=== Raw data ===

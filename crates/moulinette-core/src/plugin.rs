//! plugin.rs — Fabrique du préprocesseur et registre côté harnais.
//!
//! Le harnais construit le préprocesseur UNE fois par run à partir de sa
//! configuration globale et des arguments d'invocation, puis appelle
//! `process` pour chaque fichier apparié. La fusion des options suit
//! défauts < bloc global < arguments ; la politique de chemin suit
//! arguments > bloc global > défaut (remplacement du suffixe `.ts`).
//!
//! Contrat de complétion : exactement une issue par invocation. `process`
//! retourne un `Result` ; `process_with` transmet ce même résultat au
//! callback `done`, succès comme échec.

use std::collections::BTreeMap;
use std::fmt;

use crate::compiler::{Compiler, CompilerConfig, TscBin};
use crate::descriptor::{default_policy, FileDescriptor, TransformPathFn};
use crate::error::Error;
use crate::options::{OptionPatch, TscOptions};
use crate::pipeline;

const LOG_TARGET: &str = "moulinette::preprocessor";

/// Contrat côté harnais : un préprocesseur nommé, appelé une fois par
/// fichier apparié. Objet-sûr, pour vivre dans le [`Registry`].
pub trait Preprocessor: Send + Sync {
    /// Nom sous lequel le préprocesseur est enregistré.
    fn name(&self) -> &str;

    /// Transforme `content` et mute le descripteur en place (chemin de
    /// sortie, champs map).
    fn process(&self, content: &str, file: &mut FileDescriptor) -> Result<String, Error>;
}

/// Arguments d'invocation du plugin (la couche la plus forte).
#[derive(Clone, Default)]
pub struct PluginArgs {
    pub options: OptionPatch,
    pub transform_path: Option<TransformPathFn>,
}

impl fmt::Debug for PluginArgs {
    fn fmt(&self, f: &mut fmt::Formatter<'_>) -> fmt::Result {
        f.debug_struct("PluginArgs")
            .field("options", &self.options)
            .field("transform_path", &self.transform_path.as_ref().map(|_| "<fn>"))
            .finish()
    }
}

/// Bloc de configuration global du harnais.
#[derive(Clone, Default)]
pub struct HarnessConfig {
    pub options: OptionPatch,
    pub transform_path: Option<TransformPathFn>,
    pub compiler: CompilerConfig,
}

impl fmt::Debug for HarnessConfig {
    fn fmt(&self, f: &mut fmt::Formatter<'_>) -> fmt::Result {
        f.debug_struct("HarnessConfig")
            .field("options", &self.options)
            .field("transform_path", &self.transform_path.as_ref().map(|_| "<fn>"))
            .field("compiler", &self.compiler)
            .finish()
    }
}

/// Le préprocesseur TypeScript : options fusionnées figées pour le run,
/// politique de chemin résolue, backend compilateur injectable.
pub struct TscPreprocessor {
    options: TscOptions,
    transform_path: TransformPathFn,
    compiler: Box<dyn Compiler + Send + Sync>,
}

impl TscPreprocessor {
    /// Fabrique standard : backend `tsc` construit depuis `config.compiler`.
    pub fn new(args: PluginArgs, config: &HarnessConfig) -> Self {
        let compiler = Box::new(TscBin::new(&config.compiler));
        Self::with_compiler(args, config, compiler)
    }

    /// Variante à backend injecté (tests, harnais embarquant son
    /// compilateur).
    pub fn with_compiler(
        args: PluginArgs,
        config: &HarnessConfig,
        compiler: Box<dyn Compiler + Send + Sync>,
    ) -> Self {
        let options = TscOptions::merged(&config.options, &args.options);
        let transform_path = args
            .transform_path
            .or_else(|| config.transform_path.clone())
            .unwrap_or_else(default_policy);
        Self {
            options,
            transform_path,
            compiler,
        }
    }

    /// Options effectives après fusion. Figées : chaque passe en reçoit un
    /// clone, rien ne les mute après construction.
    pub fn options(&self) -> &TscOptions {
        &self.options
    }

    /// Variante callback du contrat : `done` est invoqué exactement une
    /// fois, avec le succès ou l'échec de la passe.
    pub fn process_with<F>(&self, content: &str, file: &mut FileDescriptor, done: F)
    where
        F: FnOnce(Result<String, Error>),
    {
        done(self.process(content, file));
    }
}

impl Preprocessor for TscPreprocessor {
    fn name(&self) -> &str {
        "typescript"
    }

    fn process(&self, content: &str, file: &mut FileDescriptor) -> Result<String, Error> {
        log::debug!(target: LOG_TARGET, "préprocession de \"{}\"", file.original_path);
        file.path = (self.transform_path)(&file.original_path);

        // Copie par passe : le gabarit fusionné reste intact pour les
        // fichiers suivants.
        let opts = self.options.clone();

        pipeline::compile_one(self.compiler.as_ref(), file, content, opts).map_err(|e| {
            log::error!(target: LOG_TARGET, "{e}\n  at {}", file.original_path);
            e
        })
    }
}

/* ─────────────────────────── Registre ─────────────────────────── */

/// Fabrique enregistrable : construit un préprocesseur depuis les arguments
/// d'invocation et la configuration globale du harnais.
pub type PreprocessorFactory = fn(PluginArgs, &HarnessConfig) -> Box<dyn Preprocessor>;

/// Registre nom → fabrique. `BTreeMap` pour un ordre d'énumération stable.
pub struct Registry {
    entries: BTreeMap<String, PreprocessorFactory>,
}

impl Registry {
    /// Registre vide.
    pub fn new() -> Self {
        Self {
            entries: BTreeMap::new(),
        }
    }

    /// Registre garni des préprocesseurs embarqués (`typescript`).
    pub fn with_defaults() -> Self {
        let mut reg = Self::new();
        reg.register("typescript", |args, config| {
            Box::new(TscPreprocessor::new(args, config))
        });
        reg
    }

    pub fn register(&mut self, name: impl Into<String>, factory: PreprocessorFactory) {
        self.entries.insert(name.into(), factory);
    }

    /// Construit le préprocesseur `name`, ou `None` s'il est inconnu.
    pub fn create(
        &self,
        name: &str,
        args: PluginArgs,
        config: &HarnessConfig,
    ) -> Option<Box<dyn Preprocessor>> {
        self.entries.get(name).map(|factory| factory(args, config))
    }

    /// Noms enregistrés, triés.
    pub fn names(&self) -> impl Iterator<Item = &str> {
        self.entries.keys().map(String::as_str)
    }
}

impl Default for Registry {
    fn default() -> Self {
        Self::with_defaults()
    }
}

/* ─────────────────────────── Tests ─────────────────────────── */
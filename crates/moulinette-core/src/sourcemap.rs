//! sourcemap.rs — Source maps V3 : réécriture, data URI, chirurgie des
//! commentaires de mapping.
//!
//! La map émise par `tsc` référence le fichier intermédiaire ; on la réécrit
//! pour qu'elle se suffise à elle-même au débogage : la première source
//! redevient le nom de base du fichier d'origine et son texte intégral est
//! embarqué dans `sourcesContent`. Le tout part en
//! `data:application/json;charset=utf-8;base64,…` accroché en commentaire à
//! la fin du texte compilé.

use std::fs;

use base64::engine::general_purpose::STANDARD;
use base64::Engine as _;
use camino::Utf8Path;
use serde::{Deserialize, Serialize};

use crate::descriptor::FileDescriptor;
use crate::error::Error;

/// Préfixe du data URI embarquant la map.
pub const DATA_URI_PREFIX: &str = "data:application/json;charset=utf-8;base64,";

/// Source map V3. Champs camelCase sur le fil ; champs inconnus tolérés en
/// lecture, champs vides omis en écriture.
#[derive(Debug, Clone, PartialEq, Eq, Serialize, Deserialize)]
#[serde(rename_all = "camelCase")]
pub struct SourceMap {
    pub version: u32,
    #[serde(default, skip_serializing_if = "Option::is_none")]
    pub file: Option<String>,
    #[serde(default, skip_serializing_if = "Option::is_none")]
    pub source_root: Option<String>,
    #[serde(default)]
    pub sources: Vec<String>,
    #[serde(default, skip_serializing_if = "Option::is_none")]
    pub sources_content: Option<Vec<String>>,
    #[serde(default, skip_serializing_if = "Vec::is_empty")]
    pub names: Vec<String>,
    #[serde(default)]
    pub mappings: String,
}

impl SourceMap {
    /// Réécrit la map pour l'incrustation : la première source devient le
    /// nom de base du fichier d'origine, son texte intégral est embarqué, et
    /// `file` pointe sur le nom de base de la sortie transformée. Les
    /// `mappings` ne bougent pas.
    pub fn rewrite_for_embed(
        &mut self,
        original_path: &Utf8Path,
        content: &str,
        out_path: &Utf8Path,
    ) {
        let original = base_name(original_path);
        if self.sources.is_empty() {
            self.sources.push(original);
        } else {
            self.sources[0] = original;
        }
        self.sources_content = Some(vec![content.to_string()]);
        self.file = Some(base_name(out_path));
    }

    pub fn to_json(&self) -> Result<String, Error> {
        serde_json::to_string(self).map_err(|source| Error::MapSerialize { source })
    }

    /// Sérialise la map en data URI auto-portant.
    pub fn to_data_uri(&self) -> Result<String, Error> {
        Ok(format!("{DATA_URI_PREFIX}{}", STANDARD.encode(self.to_json()?)))
    }
}

/// Lit la map intermédiaire du descripteur, la réécrit, la range sur le
/// descripteur et retourne le data URI. Toute erreur de lecture ou de parse
/// est fatale pour la passe.
pub fn embed(content: &str, file: &mut FileDescriptor) -> Result<String, Error> {
    let map_path = file.source_map_path.clone().ok_or(Error::MapPathMissing)?;
    let text = fs::read_to_string(&map_path).map_err(|source| Error::Read {
        path: map_path.clone(),
        source,
    })?;
    let mut map: SourceMap = serde_json::from_str(&text).map_err(|source| Error::MapParse {
        path: map_path.clone(),
        source,
    })?;

    map.rewrite_for_embed(&file.original_path, content, &file.path);
    let uri = map.to_data_uri()?;
    file.source_map = Some(map);
    Ok(uri)
}

/// Retire du texte compilé la PREMIÈRE référence `//# sourceMappingURL=` qui
/// pointe vers un fichier `.js.map` (insensible à la casse, fin de ligne
/// optionnelle). Un data URI déjà incrusté n'est pas visé, les occurrences
/// suivantes non plus.
pub fn strip_mapping_comment(text: &str) -> String {
    const NEEDLE: &str = "//# sourcemappingurl=";
    const SUFFIX: &str = ".js.map";

    // minuscules ASCII : les longueurs d'octets restent alignées sur `text`
    let lower = text.to_ascii_lowercase();
    let Some(start) = lower.find(NEEDLE) else {
        return text.to_string();
    };

    // L'URL s'arrête à la fin de ligne et doit se terminer par `.js.map` ;
    // en cas d'occurrences multiples sur la ligne, la dernière fait foi.
    let rest = &lower[start..];
    let line_len = rest.find(['\r', '\n']).unwrap_or(rest.len());
    let line = &rest[..line_len];
    let rel = match line.rfind(SUFFIX) {
        Some(r) if r > NEEDLE.len() => r,
        _ => return text.to_string(),
    };

    let mut cut_end = start + rel + SUFFIX.len();
    let bytes = text.as_bytes();
    if cut_end < bytes.len() && bytes[cut_end] == b'\r' {
        cut_end += 1;
    }
    if cut_end < bytes.len() && bytes[cut_end] == b'\n' {
        cut_end += 1;
    }
    format!("{}{}", &text[..start], &text[cut_end..])
}

/// Accroche le commentaire de mapping final. Préfixe historique `//@`,
/// conservé pour les harnais et navigateurs qui s'y attendent encore.
pub fn append_mapping_comment(text: &str, uri: &str) -> String {
    format!("{text}\n//@ sourceMappingURL={uri}\n")
}

fn base_name(path: &Utf8Path) -> String {
    path.file_name().unwrap_or(path.as_str()).to_string()
}

/* ─────────────────────────── Tests ─────────────────────────── */
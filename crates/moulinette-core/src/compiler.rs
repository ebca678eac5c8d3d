//! compiler.rs — Invocation du compilateur TypeScript externe.
//!
//! Le pipeline ne voit que le trait [`Compiler`], ce qui permet de brancher
//! un faux compilateur dans les tests. L'implémentation réelle, [`TscBin`],
//! lance le binaire `tsc` (configuration explicite, sinon `$MOULINETTE_TSC`,
//! sinon le `tsc` du PATH), capture sa sortie et remonte chaque diagnostic
//! reconnu via le callback.
//!
//! Un diagnostic ne fait pas échouer l'appel : `tsc` sort avec un code non
//! nul sur simple erreur de typage tout en ayant émis le JavaScript. L'échec
//! ne vient que d'un lancement impossible ou d'un délai dépassé.

use std::io::Read;
use std::process::{Child, Command, Output, Stdio};
use std::thread;
use std::time::{Duration, Instant};

use camino::Utf8Path;

use crate::diag::Diagnostic;
use crate::error::Error;

const LOG_TARGET: &str = "moulinette::tsc";

/// Pas d'attente entre deux sondages du processus enfant.
const POLL_INTERVAL: Duration = Duration::from_millis(15);

/// Collaboration compilateur.
///
/// Compile `source` avec `flags` ; chaque diagnostic remonte par `on_diag`.
/// Les artefacts sont écrits sur disque par effet de bord (le chemin de
/// sortie est forcé par les flags), jamais retournés.
pub trait Compiler {
    fn compile(
        &self,
        source: &Utf8Path,
        flags: &[String],
        on_diag: &mut dyn FnMut(Diagnostic),
    ) -> Result<(), Error>;
}

/// Configuration du backend `tsc`.
#[derive(Debug, Clone)]
pub struct CompilerConfig {
    /// Binaire à invoquer. Si absent : `$MOULINETTE_TSC`, sinon `tsc`.
    pub tsc_bin: Option<String>,
    /// Délai maximal d'une invocation ; `None` = pas de limite.
    pub timeout: Option<Duration>,
}

impl Default for CompilerConfig {
    fn default() -> Self {
        Self {
            tsc_bin: std::env::var("MOULINETTE_TSC").ok(),
            timeout: None,
        }
    }
}

/// Le backend réel : un processus `tsc` par compilation.
#[derive(Debug, Clone)]
pub struct TscBin {
    bin: String,
    timeout: Option<Duration>,
}

impl TscBin {
    pub fn new(cfg: &CompilerConfig) -> Self {
        Self {
            bin: cfg.tsc_bin.as_deref().unwrap_or("tsc").to_string(),
            timeout: cfg.timeout,
        }
    }

    /// Nom du binaire effectivement invoqué.
    pub fn bin(&self) -> &str {
        &self.bin
    }

    fn spawn_err(&self, source: std::io::Error) -> Error {
        Error::Spawn {
            bin: self.bin.clone(),
            source,
        }
    }

    fn run(&self, mut cmd: Command) -> Result<Output, Error> {
        cmd.stdin(Stdio::null());
        match self.timeout {
            None => cmd.output().map_err(|e| self.spawn_err(e)),
            Some(limit) => {
                cmd.stdout(Stdio::piped()).stderr(Stdio::piped());
                let child = cmd.spawn().map_err(|e| self.spawn_err(e))?;
                self.wait_with_deadline(child, limit)
            }
        }
    }

    /// Attend la fin du processus en sondant `try_wait`, et le tue une fois
    /// le délai écoulé. Les deux sorties sont drainées par des threads pour
    /// que l'enfant ne bloque jamais sur un tube plein.
    fn wait_with_deadline(&self, mut child: Child, limit: Duration) -> Result<Output, Error> {
        let stdout = drain(child.stdout.take());
        let stderr = drain(child.stderr.take());
        let deadline = Instant::now() + limit;

        let status = loop {
            match child.try_wait() {
                Ok(Some(status)) => break status,
                Ok(None) => {
                    if Instant::now() >= deadline {
                        let _ = child.kill();
                        let _ = child.wait();
                        // Pas de join ici : un petit-fils peut garder les
                        // tubes ouverts, les threads de drainage finiront
                        // d'eux-mêmes à l'EOF.
                        log::warn!(
                            target: LOG_TARGET,
                            "`{}` tué après {limit:?}",
                            self.bin
                        );
                        return Err(Error::Timeout {
                            bin: self.bin.clone(),
                            limit,
                        });
                    }
                    thread::sleep(POLL_INTERVAL);
                }
                Err(e) => {
                    let _ = child.kill();
                    let _ = child.wait();
                    return Err(self.spawn_err(e));
                }
            }
        };

        Ok(Output {
            status,
            stdout: stdout.join().unwrap_or_default(),
            stderr: stderr.join().unwrap_or_default(),
        })
    }
}

/// Draine un tube enfant jusqu'à EOF dans un thread dédié.
fn drain<R: Read + Send + 'static>(pipe: Option<R>) -> thread::JoinHandle<Vec<u8>> {
    thread::spawn(move || {
        let mut buf = Vec::new();
        if let Some(mut r) = pipe {
            let _ = r.read_to_end(&mut buf);
        }
        buf
    })
}

impl Compiler for TscBin {
    fn compile(
        &self,
        source: &Utf8Path,
        flags: &[String],
        on_diag: &mut dyn FnMut(Diagnostic),
    ) -> Result<(), Error> {
        log::debug!(
            target: LOG_TARGET,
            "exécution de `{}` sur {source} ({} jetons)",
            self.bin,
            flags.len()
        );

        let mut cmd = Command::new(&self.bin);
        cmd.args(flags).arg(source.as_str());
        let output = self.run(cmd)?;

        let stdout = String::from_utf8_lossy(&output.stdout);
        let stderr = String::from_utf8_lossy(&output.stderr);
        for line in stdout.lines().chain(stderr.lines()) {
            if let Some(d) = Diagnostic::parse_line(line) {
                on_diag(d);
            }
        }

        // Code de sortie non nul = diagnostics, pas un échec de passe : la
        // sortie JavaScript a pu être émise quand même.
        if !output.status.success() {
            log::debug!(
                target: LOG_TARGET,
                "`{}` terminé avec {}",
                self.bin,
                output.status
            );
        }
        Ok(())
    }
}

/* ─────────────────────────── Tests ─────────────────────────── */

#[cfg(test)]
mod tests {
    use super::*;

    fn cfg(bin: Option<&str>) -> CompilerConfig {
        CompilerConfig {
            tsc_bin: bin.map(str::to_string),
            timeout: None,
        }
    }

    #[test]
    fn explicit_binary_wins() {
        let tsc = TscBin::new(&cfg(Some("/opt/node/bin/tsc")));
        assert_eq!(tsc.bin(), "/opt/node/bin/tsc");
    }

    #[test]
    fn path_lookup_is_the_fallback() {
        let tsc = TscBin::new(&cfg(None));
        assert_eq!(tsc.bin(), "tsc");
    }

    #[test]
    fn missing_binary_is_a_spawn_error() {
        let tsc = TscBin::new(&cfg(Some("/nonexistent/moulinette-tsc")));
        let err = tsc
            .compile(Utf8Path::new("a.ts"), &["--outFile".into(), "a.mln.js".into()], &mut |_| {})
            .unwrap_err();
        assert!(matches!(err, Error::Spawn { .. }), "{err}");
    }
}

=== What you will do ===
Taking the material above one line at a time, count the lines that include "trait" as a word or string, and give only that number.

=== Result of this task ===
3